Coroplast Safety Cutters

These little beasties I made over 9 years ago and posted to Thingiverse, a practical design I designed to help build my entry to the 2015 Hackaday Challenge. With my printer at the time - IIRC, a Microcenter Makerbot (a FlashForge Creator something) clone. I wanted to give it a shot with my Bambu Lab P1P with 0.4mm nozzle. 

….and I must say, WOW. Perfection on the first P1P print. Razor blades just slid right in with perfect clearance - enough friction to hold the blade in place, but an easy assembly. The cross-cutter took a little tapping to make sure it was fully seated (perhaps the notch in the bottom cutter cover was not deep enough). Note when you have used the cutters enough to dull them, the blade can be turned around for a second set of cutting edges.

What is coroplast? If you are not familiar with it, it is plastic corrugated cardboard.
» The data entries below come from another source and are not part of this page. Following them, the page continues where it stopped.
//! HTTP request/response body handling.
//!
//! [`Body`] holds payload data in one of several forms:
//!
//! - **Bytes**: in-memory data, also the form a body takes once it has been buffered
//! - **Reader**: an `AsyncBufRead` source such as a file
//! - **Stream**: any `http_body::Body` or `Stream` of chunks, typically handed
//!   over by a transport
//! - **Frozen**: a consumed body that can no longer provide data
//!
//! Buffering is memoized: [`Body::buffer`], [`Body::as_bytes`] and the decoding
//! helpers built on them drain a streaming source exactly once and keep the
//! result, so repeated reads never touch the stream again.
//!
//! ```rust
//! use requests_kit::Body;
//! use serde::{Deserialize, Serialize};
//!
//! #[derive(Serialize, Deserialize)]
//! struct User { name: String }
//!
//! # async fn example() -> Result<(), Box<dyn std::error::Error>> {
//! let body = Body::from_json(&User { name: "Alice".to_string() })?;
//! assert_eq!(body.mime().map(|m| m.as_ref()), Some("application/json"));
//!
//! let mut body = Body::from_bytes(r#"{"name":"Bob"}"#);
//! let user: User = body.into_json().await?;
//! assert_eq!(user.name, "Bob");
//! # Ok(())
//! # }
//! ```
mod convert;
mod error_type;
pub use error_type::{BodyFrozen, Error};

use bytes::Bytes;
use bytestr::ByteStr;
use futures_lite::{ready, AsyncBufRead, AsyncBufReadExt, Stream, StreamExt};
use http_body::Frame;
use http_body_util::{BodyExt, StreamBody};
use mime::Mime;

use core::fmt::Debug;
use core::mem::{replace, swap, take};
use core::pin::Pin;
use core::task::{Context, Poll};

type BoxBufReader = Pin<Box<dyn AsyncBufRead + Send + Sync + 'static>>;

type BoxHttpBody =
    Pin<Box<dyn http_body::Body<Data = Bytes, Error = Error> + Send + Sync + 'static>>;

/// Flexible HTTP body that can represent data in various forms.
///
/// ```rust
/// use requests_kit::Body;
///
/// let body = Body::from_bytes("Hello, world!");
/// assert_eq!(body.len(), Some(13));
///
/// let empty = Body::empty();
/// assert_eq!(empty.is_empty(), Some(true));
/// ```
pub struct Body {
    mime: Option<Mime>,
    inner: BodyInner,
}

impl Debug for Body {
    fn fmt(&self, f: &mut core::fmt::Formatter<'_>) -> core::fmt::Result {
        let state = match &self.inner {
            BodyInner::Once(_) => "Once",
            BodyInner::Reader { .. } => "Reader",
            BodyInner::HttpBody(_) => "Stream",
            BodyInner::Freeze => "Frozen",
        };
        f.debug_struct("Body")
            .field("state", &state)
            .field("len", &self.len())
            .field("mime", &self.mime)
            .finish()
    }
}

enum BodyInner {
    Once(Bytes),
    Reader {
        reader: BoxBufReader,
        length: Option<usize>,
    },
    HttpBody(BoxHttpBody),
    Freeze,
}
Its most common application (in the USA) is political signs… which means after every election, if you are clever, you can source tons of the material for free. A friend of mine has been using Coroplast to make light duty shelving for his hobby storage bins. My use for coroplast was for an “entropy wheel” heat exchanger. I still have not completed that project in 8-9 years, but, you know, one day. Link: 

https://hackaday.io/project/2517-entropy-wheel-heat-recovery-ventilator

in case you are curious… In 2015 I moved from Maryland to Arizona then in 2018 I moved to California so the climate changed >>rather dramatically<< from what I had been used to in Maryland, so the efficacy of a heat exchanger readjusted my priorities. Odd things you learn: most of the USA has issues with radon in houses with basements… something I learned when I moved and sold the house which then had to be tested for radon… and failed… and needed $$$ spent on a ventilation system to mitigate the risk. Arizona, OTOH, has a relatively low radon content in its very-common granite (the whole state is like several miles deep of solid and decomposed granite), and also basements are rare there. Most parts of the USA, though, a heat recovery ventilation system 1) saves money, 2) might reduce lung cancer risk. My theory is that the small channels of the coroplast will make a fairly decent heat exchanger. Entropy wheel exchangers are very common in large buildings that have high requirements for fresh air exchanges (domed stadiums, office towers). Commercial units (up to about 14ft diameter) claim efficiencies of like 80-90% when using hygroscopic coatings. Hard to believe, so I had to try it myself. FYI, Panasonic makes bathroom fans with heat exchangers, and other companies make whole-house fresh air exchangers that only get 50-60% efficiencies due to their limited size, IIRC. Counter-flow exchangers need to be HUGE (like 100ft long) to reach 90-ish% efficiency, but commercial entropy wheels are typically only about 14 inches thick… the efficiency claims seem impossible. Key to the efficiency and the nominal difference between an “entropy wheel” and an “enthalpy wheel” is special coatings that also preserve internal to external humidity ratios. Relative humidity has an enormous role in the overall efficiency, and accurate humidity measurement is very difficult. Typical cheap sensors are around 5-10% accuracy while high efficiency requires more like 0.5% accuracy. New 2023-era sensors are MUCH closer to meeting that specification.

Useful information about Coroplast: 3M High Strength #90 is one of the few adhesives that will work on it. Coroplast is a low-surface-energy polypropylene, which means glue generally does not like it. Typically it is treated with high voltage plasma to “activate” it so adhesives will work.